Nautical tourism company based in Rijeka, Croatia

Adriatic Croatia International Club, commonly referred to as ACI Club or simply ACI, is a Croatian nautical tourism company based in Rijeka which operates a marina chain along the Croatian part of the Adriatic coast. From the initial 16 marinas opened in 1986 they expanded to 22 in 2016, which makes it the largest chain of marinas in the Mediterranean as of 2023. ACI is also known for organizing the annual match racing sailing regatta called the "ACI Match Race Cup", first held in 1987.

==History==
ACI was originally established on 1 July 1983 as a state-owned company with the aim of promoting nautical tourism. It was originally called Adriatic Club Yugoslavia (ACY), which was changed in 1991 to Adriatic Yacht Club (due to the breakup of Yugoslavia and Croatia's independence), although they continued using the ACY surname. In June 1994, after it underwent privatization, the company was re-established as a joint-stock company, adopted its current name and changed their surname to ACI Club accordingly.

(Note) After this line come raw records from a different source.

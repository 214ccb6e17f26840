//! ObservationScope for start/complete logging around a phase
//!
//! - Logs `{name}_BEGIN` on creation
//! - Logs `{name}_COMPLETE` on `complete()`
//! - Logs `{name}_FAILED` on `fail()`
//! - Logs `{name}_INCOMPLETE` if dropped without either

use std::cell::Cell;
use std::time::Instant;

use super::logger::Logger;

/// A scope that logs its own begin and end
///
/// ```ignore
/// let scope = ObservationScope::new("LOAD");
/// // ... load tables ...
/// scope.complete_with_fields(&[("tables", "5")]);
/// ```
pub struct ObservationScope<'a> {
    name: &'a str,
    completed: Cell<bool>,
    fields: Vec<(&'a str, String)>,
    timer: Timer,
}

impl<'a> ObservationScope<'a> {
    /// Create a new observation scope
    pub fn new(name: &'a str) -> Self {
        Self::with_fields(name, &[])
    }

    /// Create a new observation scope with fields repeated on every line
    pub fn with_fields(name: &'a str, fields: &[(&'a str, &str)]) -> Self {
        let event = format!("{}_BEGIN", name);
        Logger::info(&event, fields);

        Self {
            name,
            completed: Cell::new(false),
            fields: fields.iter().map(|(k, v)| (*k, v.to_string())).collect(),
            timer: Timer::new(),
        }
    }

    /// Mark the scope as successfully completed
    pub fn complete(self) {
        self.complete_with_fields(&[]);
    }

    /// Mark the scope as completed, adding result fields
    pub fn complete_with_fields(self, extra_fields: &[(&str, &str)]) {
        self.completed.set(true);
        let event = format!("{}_COMPLETE", self.name);
        let elapsed = self.timer.elapsed_ms();

        let mut all_fields: Vec<(&str, &str)> =
            self.fields.iter().map(|(k, v)| (*k, v.as_str())).collect();
        all_fields.extend(extra_fields.iter().copied());
        all_fields.push(("elapsed_ms", &elapsed));

        Logger::info(&event, &all_fields);
    }

    /// Mark the scope as failed with a reason
    pub fn fail(self, reason: &str) {
        self.completed.set(true);
        let event = format!("{}_FAILED", self.name);

        let mut all_fields: Vec<(&str, &str)> =
            self.fields.iter().map(|(k, v)| (*k, v.as_str())).collect();
        all_fields.push(("reason", reason));

        Logger::error(&event, &all_fields);
    }

    /// Check if the scope has been completed
    pub fn is_completed(&self) -> bool {
        self.completed.get()
    }
}

impl Drop for ObservationScope<'_> {
    fn drop(&mut self) {
        if !self.completed.get() {
            let event = format!("{}_INCOMPLETE", self.name);
            Logger::warn(&event, &[("reason", "scope dropped without completion")]);
        }
    }
}

/// A simple duration timer for logging elapsed time
pub struct Timer {
    start: Instant,
}

impl Timer {
    /// Create a new timer
    pub fn new() -> Self {
        Self {
            start: Instant::now(),
        }
    }

    /// Elapsed milliseconds as a string field value
    pub fn elapsed_ms(&self) -> String {
        self.start.elapsed().as_millis().to_string()
    }
}

impl Default for Timer {
    fn default() -> Self {
        Self::new()
    }
}
//! CLI module for leakscope
//!
//! Provides command-line interface for:
//! - load: CSV files into the store
//! - audit: Run rules and print previews
//! - export: Write findings as CSV
//! - serve: Dashboard HTTP server

mod args;
mod commands;
mod errors;

pub use args::{Cli, Command};
pub use commands::{
    audit, export, format_audit_report, format_load_report, load, run, run_command, serve,
    AuditConfig, Config,
};
pub use errors::{CliError, CliErrorCode, CliResult};
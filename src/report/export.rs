//! CSV export of rule findings
//!
//! Header = the result columns, one record per finding. Export files are
//! named `<rule>.csv`.

use std::fs;
use std::path::{Path, PathBuf};

use crate::observability::{log_event_with_fields, Event};
use crate::rules::{AuditReport, LeakageRule};
use crate::store::{cell_text, ResultTable};

use super::errors::{ReportError, ReportResult};

/// MIME type of exported findings
pub const CSV_CONTENT_TYPE: &str = "text/csv";

/// Encodes a result table as UTF-8 CSV
pub fn encode_csv(table: &ResultTable) -> ReportResult<Vec<u8>> {
    let mut writer = csv::Writer::from_writer(Vec::new());
    writer.write_record(&table.columns)?;
    for row in &table.rows {
        writer.write_record(row.iter().map(cell_text))?;
    }
    writer.flush()?;

    writer.into_inner().map_err(|e| ReportError::Io(e.into_error()))
}

/// Writes one rule's findings to `<dir>/<rule>.csv`
pub fn write_rule_csv(dir: &Path, rule: &LeakageRule, table: &ResultTable) -> ReportResult<PathBuf> {
    fs::create_dir_all(dir)?;
    let path = dir.join(rule.export_file_name());
    fs::write(&path, encode_csv(table)?)?;

    let path_str = path.display().to_string();
    let rows = table.len().to_string();
    log_event_with_fields(
        Event::ExportWritten,
        &[("rule", rule.name), ("path", path_str.as_str()), ("rows", rows.as_str())],
    );
    Ok(path)
}

/// Writes a CSV for every rule that produced findings.
///
/// Rules that passed or failed to run are skipped.
pub fn write_report_csvs(dir: &Path, report: &AuditReport) -> ReportResult<Vec<PathBuf>> {
    let mut written = Vec::new();
    for finding in report.iter() {
        if let Some(table) = finding.outcome.table().filter(|t| !t.is_empty()) {
            written.push(write_rule_csv(dir, &finding.rule, table)?);
        }
    }
    Ok(written)
}
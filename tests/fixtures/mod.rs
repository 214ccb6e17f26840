//! Shared CSV dataset for integration tests
//!
//! Six orders, three line items, three products, three inventory rows and
//! two deliveries, chosen so every rule has at least one hit and one
//! boundary case that must not be flagged.

#![allow(dead_code)]

use std::fs;
use std::path::{Path, PathBuf};

use leakscope::loader::{LoadReport, TableLoader};
use leakscope::store::Store;
use tempfile::TempDir;

pub const PREFIX: &str = "blinkit_";

pub const ORDERS: &str = "order_id,customer_id,order_date,order_total
1,C1,2024-01-01,100
2,C1,2024-01-01,100
3,C2,2024-01-01,100
4,C3,2024-01-02,0
5,C4,2024-01-03,-50
6,C5,2024-01-04,250
";

pub const ORDER_ITEMS: &str = "order_id,product_id,quantity,unit_price
1,P1,2,40
3,P2,1,45
6,P3,5,50
";

pub const PRODUCTS: &str = "product_id,product_name,category,brand,price,mrp,margin_percentage
P1,Milk,Dairy,XYZ Foods,80,100,20
P2,Bread,Bakery,Amul,90,90,10
P3,Chips,Snacks,bestxyz,50,100,25
";

pub const INVENTORY: &str = "product_id,date,stock_received,damaged_stock
P1,2024-01-01,100,25
P2,2024-01-01,0,5
P3,2024-01-01,100,20
";

pub const DELIVERY_PERFORMANCE: &str =
    "order_id,promised_time,actual_time,delivery_time_minutes,reasons_if_delayed
1,2024-01-01 10:00:00,2024-01-01 10:00:00,30,
2,2024-01-01 10:00:00,2024-01-01 10:15:00,45,Traffic
";

/// Sum of `order_total` in `ORDERS`
pub const TOTAL_SALES: f64 = 500.0;

/// Writes one `blinkit_<table>.csv`
pub fn write_csv(dir: &Path, table: &str, content: &str) -> PathBuf {
    let path = dir.join(format!("{}{}.csv", PREFIX, table));
    fs::write(&path, content).unwrap();
    path
}

/// Writes the full dataset plus one non-CSV file into `dir`
pub fn write_dataset(dir: &Path) {
    fs::create_dir_all(dir).unwrap();
    write_csv(dir, "orders", ORDERS);
    write_csv(dir, "order_items", ORDER_ITEMS);
    write_csv(dir, "products", PRODUCTS);
    write_csv(dir, "inventory", INVENTORY);
    write_csv(dir, "delivery_performance", DELIVERY_PERFORMANCE);
    fs::write(dir.join("README.txt"), "not a table").unwrap();
}

pub fn data_dir(tmp: &TempDir) -> PathBuf {
    tmp.path().join("data")
}

pub fn db_path(tmp: &TempDir) -> PathBuf {
    tmp.path().join("leakscope.duckdb")
}

/// Loads `data_dir(tmp)` into `db_path(tmp)` and closes the store
pub fn load(tmp: &TempDir) -> LoadReport {
    let store = Store::open_read_write(db_path(tmp)).unwrap();
    TableLoader::new(&store, PREFIX)
        .load_dir(&data_dir(tmp))
        .unwrap()
}

/// Writes and loads the full dataset, then reopens the store read-only
pub fn loaded_store() -> (TempDir, Store) {
    let tmp = TempDir::new().unwrap();
    write_dataset(&data_dir(&tmp));
    load(&tmp);
    let store = Store::open_read_only(db_path(&tmp)).unwrap();
    (tmp, store)
}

ACI is also the biggest single member of the Croatian Association of Marinas (Udruženje hrvatskih marina), the national trade association of around 50 individual marinas operating in Croatian waters, meaning that ACI controls nearly half of all marinas in the country. The company's shares are listed on the Zagreb Stock Exchange (ZSE), although a 79% majority stake is held by the Republic of Croatia, more precisely Ministry of Construction, Spatial Planning and State Property as of November 2023.

==Marinas==
The company's initial 16 marinas were built between 1982 and 1985 and opened for visitors in the summer of 1986. The marinas in Korčula and Opatija followed and opened in 1989 and 1990. In January 1991 the independently operated Dubrovnik marina was integrated into the company's network and in 1994 marinas at Cres and Šimuni were added. In July 2016 the newest ACI marina opened in Slano, named by ACI's founder Veljko Barbieri. The company thus operates a total of 22 marinas as of 2016, making it the largest single marina chain in the entire Mediterranean. Out of the 22 marinas 18 are open year-round while the remaining four (Palmižana, Piškera, Rab and Žut) operate during summer months only. The northernmost marina is in Umag while the southernmost is in Dubrovnik.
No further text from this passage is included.